use chrono::{DateTime, Utc};
use serde::{Deserialize, Serialize};

use super::PlayerStats;

/// Statistic a question asks about, named by the provider's column.
#[derive(Debug, Clone, Copy, PartialEq, Eq, Hash, Serialize, Deserialize)]
#[serde(rename_all = "SCREAMING_SNAKE_CASE")]
pub enum StatType {
    Pts,
    Reb,
    Ast,
    Stl,
    Blk,
    FgPct,
    Fg3Pct,
    FtPct,
    Min,
    Gp,
}

impl StatType {
    pub const ALL: [StatType; 10] = [
        StatType::Pts,
        StatType::Reb,
        StatType::Ast,
        StatType::Stl,
        StatType::Blk,
        StatType::FgPct,
        StatType::Fg3Pct,
        StatType::FtPct,
        StatType::Min,
        StatType::Gp,
    ];

    /// Column name in the provider's tables.
    pub fn column(&self) -> &'static str {
        match self {
            Self::Pts => "PTS",
            Self::Reb => "REB",
            Self::Ast => "AST",
            Self::Stl => "STL",
            Self::Blk => "BLK",
            Self::FgPct => "FG_PCT",
            Self::Fg3Pct => "FG3_PCT",
            Self::FtPct => "FT_PCT",
            Self::Min => "MIN",
            Self::Gp => "GP",
        }
    }

    pub fn label_ja(&self) -> &'static str {
        match self {
            Self::Pts => "得点",
            Self::Reb => "リバウンド",
            Self::Ast => "アシスト",
            Self::Stl => "スティール",
            Self::Blk => "ブロック",
            Self::FgPct => "フィールドゴール成功率",
            Self::Fg3Pct => "3ポイント成功率",
            Self::FtPct => "フリースロー成功率",
            Self::Min => "出場時間",
            Self::Gp => "出場試合数",
        }
    }

    pub fn is_percentage(&self) -> bool {
        matches!(self, Self::FgPct | Self::Fg3Pct | Self::FtPct)
    }

    /// Display form of a value of this stat, percentages as `45.2%`.
    pub fn format_value(&self, value: f64) -> String {
        if self.is_percentage() {
            format!("{:.1}%", value * 100.0)
        } else {
            format!("{value:.1}")
        }
    }

    pub fn value_of(&self, stats: &PlayerStats) -> f64 {
        match self {
            Self::Pts => stats.points_per_game,
            Self::Reb => stats.rebounds_per_game,
            Self::Ast => stats.assists_per_game,
            Self::Stl => stats.steals_per_game,
            Self::Blk => stats.blocks_per_game,
            Self::FgPct => stats.field_goal_percentage,
            Self::Fg3Pct => stats.three_point_percentage,
            Self::FtPct => stats.free_throw_percentage,
            Self::Min => stats.minutes_per_game,
            Self::Gp => f64::from(stats.games_played),
        }
    }
}

impl std::fmt::Display for StatType {
    fn fmt(&self, f: &mut std::fmt::Formatter<'_>) -> std::fmt::Result {
        f.write_str(self.column())
    }
}

impl std::str::FromStr for StatType {
    type Err = String;

    fn from_str(s: &str) -> Result<Self, Self::Err> {
        let normalized = s.trim().to_uppercase().replace(['-', ' ', '%'], "_");
        match normalized.as_str() {
            "PTS" | "POINTS" => Ok(Self::Pts),
            "REB" | "REBOUNDS" | "TRB" => Ok(Self::Reb),
            "AST" | "ASSISTS" => Ok(Self::Ast),
            "STL" | "STEALS" => Ok(Self::Stl),
            "BLK" | "BLOCKS" => Ok(Self::Blk),
            "FG_PCT" | "FG_" | "FG" => Ok(Self::FgPct),
            "FG3_PCT" | "3P_PCT" | "3P_" | "FG3" => Ok(Self::Fg3Pct),
            "FT_PCT" | "FT_" | "FT" => Ok(Self::FtPct),
            "MIN" | "MINUTES" | "MP" => Ok(Self::Min),
            "GP" | "G" | "GAMES" => Ok(Self::Gp),
            _ => Err(format!("Unknown stat type: {s}")),
        }
    }
}

/// A user question and whatever structure could be pulled out of it.
#[derive(Debug, Clone, PartialEq, Serialize, Deserialize)]
pub struct Query {
    pub text: String,
    pub player_name: Option<String>,
    pub season: Option<String>,
    pub stat_type: Option<StatType>,
}

impl Query {
    pub fn text_only(text: impl Into<String>) -> Self {
        Self {
            text: text.into(),
            player_name: None,
            season: None,
            stat_type: None,
        }
    }
}

/// How the answer of a [`QueryResult`] was produced.
#[derive(Debug, Clone, Copy, PartialEq, Eq, Serialize, Deserialize)]
pub enum DataSource {
    #[serde(rename = "validation")]
    Validation,
    #[serde(rename = "player_search")]
    PlayerSearch,
    #[serde(rename = "stats_search")]
    StatsSearch,
    #[serde(rename = "nba_api")]
    Provider,
}

impl std::fmt::Display for DataSource {
    fn fmt(&self, f: &mut std::fmt::Formatter<'_>) -> std::fmt::Result {
        match self {
            Self::Validation => write!(f, "validation"),
            Self::PlayerSearch => write!(f, "player_search"),
            Self::StatsSearch => write!(f, "stats_search"),
            Self::Provider => write!(f, "nba_api"),
        }
    }
}

#[derive(Debug, Clone, PartialEq, Serialize, Deserialize)]
pub struct QueryResult {
    pub query: Query,
    pub answer: String,
    pub data_source: DataSource,
    pub timestamp: DateTime<Utc>,
}

impl QueryResult {
    pub fn new(query: Query, answer: impl Into<String>, data_source: DataSource) -> Self {
        Self {
            query,
            answer: answer.into(),
            data_source,
            timestamp: Utc::now(),
        }
    }
}

#[cfg(test)]
mod tests {
    use super::*;

    #[test]
    fn test_format_value_scales_percentages() {
        assert_eq!(StatType::Fg3Pct.format_value(0.4536), "45.4%");
        assert_eq!(StatType::FtPct.format_value(1.0), "100.0%");
        assert_eq!(StatType::Pts.format_value(27.34), "27.3");
        assert_eq!(StatType::Gp.format_value(82.0), "82.0");
    }

    #[test]
    fn test_stat_type_round_trips_through_column_name() {
        for stat in StatType::ALL {
            assert_eq!(stat.column().parse::<StatType>(), Ok(stat));
        }
    }

    #[test]
    fn test_stat_type_aliases() {
        assert_eq!("points".parse::<StatType>(), Ok(StatType::Pts));
        assert_eq!("3P%".parse::<StatType>(), Ok(StatType::Fg3Pct));
        assert_eq!("fg3_pct".parse::<StatType>(), Ok(StatType::Fg3Pct));
        assert!("dunks".parse::<StatType>().is_err());
    }

    #[test]
    fn test_data_source_serialization() {
        assert_eq!(
            serde_json::to_string(&DataSource::Provider).unwrap(),
            "\"nba_api\""
        );
        assert_eq!(
            serde_json::to_string(&DataSource::PlayerSearch).unwrap(),
            "\"player_search\""
        );
        assert_eq!(DataSource::StatsSearch.to_string(), "stats_search");
    }

    #[test]
    fn test_stat_type_serializes_as_column() {
        assert_eq!(serde_json::to_string(&StatType::Fg3Pct).unwrap(), "\"FG3_PCT\"");
        assert_eq!(serde_json::to_string(&StatType::Pts).unwrap(), "\"PTS\"");
    }
}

▶ [Your assignment]
For the listing above, identify each line bearing "Option".

▶ [Response box]
    pub player_name: Option<String>,
    pub season: Option<String>,
    pub stat_type: Option<StatType>,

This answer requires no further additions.